But to even parallelize a tree read operation we'd have to pull in other threads, split work, we'd want metadata on each node (child counts), and at the end of the day within each worker you'd still have a serial execution order.
For map_tree to have practical benefit your language would need to make a ton of opinionated choices about trees and parallel programming. Feasible? Yes. Worth making it a basic primitive? Well, even LISPs don't offer map_tree, despite building the whole language on top of car/cdr.
Because "trees" and "graphs" aren't actually single concepts, they're families of concepts that can vary along many dimensions. Most programming languages offer one or a small handful of sequence types, because most sequence use patterns are the same. Most languages don't offer a tree or graph type, and as soon as you try to implement one you see why: there are multiple different kinds of trees and graphs, and multiple different representations that are appropriate for different use cases, and any one you might pick would be unsuitable for most programs people want to write.
I think it's more because the abstract interfaces for trees and graphs that can support multiple representations aren't as well known [1]. An iterator/sequence interface has a simple abstract structure that everyone immediately understands, but the structure needed to abstract over graphs and trees are trickier.
[1] https://www.cs.tufts.edu/~nr/cs257/archive/andrey-mokhov/alg...
Major tools that exist today for partial structure traversal and focused manipulation:
- Optics (Lenses, Prisms, Traversals)
Elegant, composable ways to zoom into, modify, and rebuild structures.
Examples: Haskell's `lens`, Scala's Monocle, Clojure's Specter.
Think of these as programmable accessors and updaters.
- Zippers Data structures with a "focused cursor" that allow local edits without manually traversing the whole structure.
Examples: Huet’s original Zipper (1997), Haskell’s `Data.Tree.Zipper`, Clojure’s built-in zippers.

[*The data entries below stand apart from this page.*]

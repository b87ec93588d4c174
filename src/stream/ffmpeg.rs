//! FFmpeg-based muxing of separate audio/video substreams.
//!
//! Substream bytes are pumped into named pipes; FFmpeg reads them as inputs
//! and writes the muxed container to its stdout, which backs the handle's
//! `Read`. Codecs are always copied, never transcoded.

use std::{
    ffi::CString,
    fs::{File, OpenOptions},
    io::{Read, Write},
    os::unix::ffi::OsStrExt,
    path::{Path, PathBuf},
    process::{Child, ChildStdout, Command, Stdio},
    sync::Arc,
    thread,
    time::Duration,
};

use dashmap::DashMap;
use rand::Rng;
use std::sync::OnceLock;
use tracing::{debug, warn};

use crate::{
    common::{PipeError, PipeResult},
    session::options::Options,
    stream::{Stream, StreamHandle, segmented::CloseSignal},
};

const PUMP_CHUNK: usize = 8192;

/// Grace period between SIGTERM and SIGKILL on close.
const TERMINATE_GRACE: Duration = Duration::from_secs(2);

// ---------------------------------------------------------------------------
// Availability probing

pub struct FfmpegMuxer;

impl FfmpegMuxer {
    pub fn command(options: &Options) -> String {
        options
            .get_str("ffmpeg-ffmpeg")
            .unwrap_or_else(|| "ffmpeg".to_string())
    }

    /// Whether muxing can be used: not disabled via `mux-subprocess`, and the
    /// configured FFmpeg executable actually runs. Probe results are cached
    /// per executable path.
    pub fn is_available(options: &Options) -> bool {
        if !options.get_bool("mux-subprocess") {
            return false;
        }
        static PROBES: OnceLock<DashMap<String, bool>> = OnceLock::new();
        let probes = PROBES.get_or_init(DashMap::new);
        let command = Self::command(options);
        if let Some(cached) = probes.get(&command) {
            return *cached;
        }
        let available = Command::new(&command)
            .arg("-version")
            .stdin(Stdio::null())
            .stdout(Stdio::null())
            .stderr(Stdio::null())
            .status()
            .map(|s| s.success())
            .unwrap_or(false);
        if !available {
            debug!("FFmpeg executable {command:?} not usable, muxing disabled");
        }
        probes.insert(command, available);
        available
    }
}

// ---------------------------------------------------------------------------
// Named pipes

/// A FIFO in a private temp directory, removed on drop.
struct NamedPipe {
    path: PathBuf,
    dir: PathBuf,
}

impl NamedPipe {
    fn create(index: usize) -> std::io::Result<Self> {
        let mut rng = rand::thread_rng();
        let dir = std::env::temp_dir().join(format!(
            "streampipe-{}-{:08x}",
            std::process::id(),
            rng.r#gen::<u32>()
        ));
        std::fs::create_dir_all(&dir)?;
        let path = dir.join(format!("mux-{index}"));
        let cpath = CString::new(path.as_os_str().as_bytes())
            .map_err(|e| std::io::Error::new(std::io::ErrorKind::InvalidInput, e))?;
        // Owner-only FIFO.
        let rc = unsafe { libc::mkfifo(cpath.as_ptr(), 0o600) };
        if rc != 0 {
            return Err(std::io::Error::last_os_error());
        }
        Ok(Self { path, dir })
    }

    /// Blocks until the reading side (FFmpeg) opens the FIFO.
    fn open_write(&self) -> std::io::Result<File> {
        OpenOptions::new().write(true).open(&self.path)
    }

    fn path(&self) -> &Path {
        &self.path
    }
}

impl Drop for NamedPipe {
    fn drop(&mut self) {
        let _ = std::fs::remove_file(&self.path);
        let _ = std::fs::remove_dir(&self.dir);
    }
}

// ---------------------------------------------------------------------------
// Muxed stream

/// Combines substreams into one container. The first substream carries the
/// video; any further substreams contribute audio tracks.
pub struct MuxedStream {
    options: Arc<Options>,
    substreams: Vec<Box<dyn Stream>>,
}

impl MuxedStream {
    pub fn new(options: Arc<Options>, substreams: Vec<Box<dyn Stream>>) -> Self {
        Self {
            options,
            substreams,
        }
    }
}

impl Stream for MuxedStream {
    fn stream_type(&self) -> &'static str {
        "muxed"
    }

    fn url(&self) -> Option<String> {
        self.substreams.first().and_then(|s| s.url())
    }

    fn open(&self) -> PipeResult<Box<dyn StreamHandle>> {
        if self.substreams.is_empty() {
            return Err(PipeError::stream("Cannot mux zero substreams"));
        }
        let mut handles = Vec::with_capacity(self.substreams.len());
        for sub in &self.substreams {
            handles.push(sub.open()?);
        }

        let mut pipes = Vec::with_capacity(handles.len());
        for i in 0..handles.len() {
            pipes.push(
                NamedPipe::create(i)
                    .map_err(|e| PipeError::stream(format!("Failed to create FIFO: {e}")))?,
            );
        }

        let format = self
            .options
            .get_str("ffmpeg-fout")
            .unwrap_or_else(|| "matroska".to_string());
        let verbose = self.options.get_bool("ffmpeg-verbose");
        let verbose_path = self.options.get_str("ffmpeg-verbose-path");

        let mut command = Command::new(FfmpegMuxer::command(&self.options));
        command.arg("-y").arg("-nostats");
        for pipe in &pipes {
            command.arg("-i").arg(pipe.path());
        }
        // Input 0 contributes video and any muxed-in audio; the remaining
        // inputs contribute audio only.
        command.args(["-map", "0:v?", "-map", "0:a?"]);
        for i in 1..pipes.len() {
            command.arg("-map").arg(format!("{i}:a"));
        }
        command.args(["-c:v", "copy", "-c:a", "copy", "-f", &format, "pipe:1"]);
        let stderr = match &verbose_path {
            Some(path) => {
                let log = File::create(path)
                    .map_err(|e| PipeError::stream(format!("Failed to open {path}: {e}")))?;
                Stdio::from(log)
            }
            None if verbose => Stdio::inherit(),
            None => Stdio::null(),
        };
        command
            .stdin(Stdio::null())
            .stdout(Stdio::piped())
            .stderr(stderr);

        debug!("Spawning {command:?}");
        let mut child = command
            .spawn()
            .map_err(|e| PipeError::stream(format!("Failed to spawn FFmpeg: {e}")))?;
        let stdout = child
            .stdout
            .take()
            .ok_or_else(|| PipeError::stream("FFmpeg stdout missing"))?;

        let closer = CloseSignal::new();
        let mut pumps = Vec::new();
        for (pipe, mut handle) in pipes.into_iter().zip(handles) {
            let closer = closer.clone();
            pumps.push(thread::spawn(move || {
                // Opening the write side blocks until FFmpeg opens the FIFO
                // for reading.
                let Ok(mut sink) = pipe.open_write() else {
                    handle.close();
                    return;
                };
                let mut chunk = vec![0u8; PUMP_CHUNK];
                loop {
                    if closer.is_closed() {
                        break;
                    }
                    match handle.read(&mut chunk) {
                        Ok(0) | Err(_) => break,
                        Ok(n) => {
                            if sink.write_all(&chunk[..n]).is_err() {
                                break;
                            }
                        }
                    }
                }
                handle.close();
            }));
        }

        Ok(Box::new(MuxedHandle {
            child,
            stdout,
            closer,
            pumps,
        }))
    }
}

pub struct MuxedHandle {
    child: Child,
    stdout: ChildStdout,
    closer: CloseSignal,
    pumps: Vec<thread::JoinHandle<()>>,
}

impl Read for MuxedHandle {
    fn read(&mut self, buf: &mut [u8]) -> std::io::Result<usize> {
        self.stdout.read(buf)
    }
}

impl StreamHandle for MuxedHandle {
    fn close(&mut self) {
        self.closer.close();
        // Ask FFmpeg to finish the container, then force it.
        let pid = self.child.id() as libc::pid_t;
        unsafe {
            libc::kill(pid, libc::SIGTERM);
        }
        let deadline = std::time::Instant::now() + TERMINATE_GRACE;
        loop {
            match self.child.try_wait() {
                Ok(Some(_)) => break,
                Ok(None) if std::time::Instant::now() < deadline => {
                    thread::sleep(Duration::from_millis(50));
                }
                _ => {
                    if let Err(err) = self.child.kill() {
                        warn!("Failed to kill FFmpeg: {err}");
                    }
                    let _ = self.child.wait();
                    break;
                }
            }
        }
        for pump in self.pumps.drain(..) {
            let _ = pump.join();
        }
    }
}

impl Drop for MuxedHandle {
    fn drop(&mut self) {
        self.close();
    }
}

#[cfg(test)]
mod tests {
    use super::*;

    #[test]
    fn named_pipe_create_and_cleanup() {
        let pipe = NamedPipe::create(0).unwrap();
        let path = pipe.path().to_path_buf();
        let dir = path.parent().unwrap().to_path_buf();
        assert!(path.exists());
        drop(pipe);
        assert!(!path.exists());
        assert!(!dir.exists());
    }

    #[test]
    fn fifo_roundtrip() {
        let pipe = NamedPipe::create(0).unwrap();
        let path = pipe.path().to_path_buf();
        let reader = thread::spawn(move || {
            let mut file = File::open(path).unwrap();
            let mut out = Vec::new();
            file.read_to_end(&mut out).unwrap();
            out
        });
        let mut writer = pipe.open_write().unwrap();
        writer.write_all(b"interleaved media").unwrap();
        drop(writer);
        assert_eq!(reader.join().unwrap(), b"interleaved media");
    }

    #[test]
    fn muxer_disabled_by_option() {
        let options = Options::new();
        options.set("mux-subprocess", serde_json::json!(false));
        assert!(!FfmpegMuxer::is_available(&options));
    }
}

- Query Languages (for semantic traversal and deep search) When paths aren't enough and you need semantic conditionals:
- SPARQL (semantic web graph querying)
- Datalog (logic programming and query over facts)
- Cypher (graph traversal in Neo4j)
- Prolog (pure logic exploration)
These approaches let you declaratively state what you want instead of manually specifying traversal steps.
The problem is that 'lens', 'monocle', etc. are famously abstract and difficult for people to apply to their actual problems. IMO, the solution would be for standard libraries to specify interfaces called 'BreadthFirstTraverse', 'DepthFirstTraverse', etc.
I think people are often too enamored by general purpose languages that can express such abstractions natively. I don't see an issue with a language that provides this as a primitive without being able to express it itself, constraints can be useful for other properties. Once you can traverse trees, most programming problems can be tackled even in such constrained languages, eg. SQL with CTE.
Optics are famously abstract in implementation, but I don't think people have trouble applying them - people seem to like JQuery/CSS selectors, and insist on `object.field` syntax; it's kind of wild that no mainstream language has a first-class way to pass around the description of a location in an arbitrary data structure.
[1] https://ghc-proposals.readthedocs.io/en/latest/proposals/002...
[2] https://ghc-proposals.readthedocs.io/en/latest/proposals/015...
Account acc = getAccount();
QVERIFY(acc.person.address.house == 20);
auto houseLens = personL() to addressL() to houseL();
std::function<int(int)> modifier = [](int old) { return old + 6; };
Account newAcc2 = over(houseLens, newAcc1, modifier);
These also use templating to get something that still feels maybe a little less ergonomic than it could be, though.[1] https://github.com/graninas/cpp_lenses [2] https://github.com/jonsterling/Lens.hpp
[1] https://www.cs.ox.ac.uk/jeremy.gibbons/publications/iterator...
Think of these as programmable accessors and updaters.
How is iterating through something already not 'programmable' ?
If you read a bit more about them, I think you will be surprised to see the breadth of what these abstractions can be used for. To start, they've been used to build a new compositional foundation for game theory[1], and they can be used to model gradient-based learning in machine learning[2].
As for their simpler applications as getters and setters, they are programmable in the sense that you can think of lens/prism types as interfaces that can be implemented arbitrarily. So you can create your own lenses and combine them like legos to construct new, "bigger" getters and setters from the smaller components.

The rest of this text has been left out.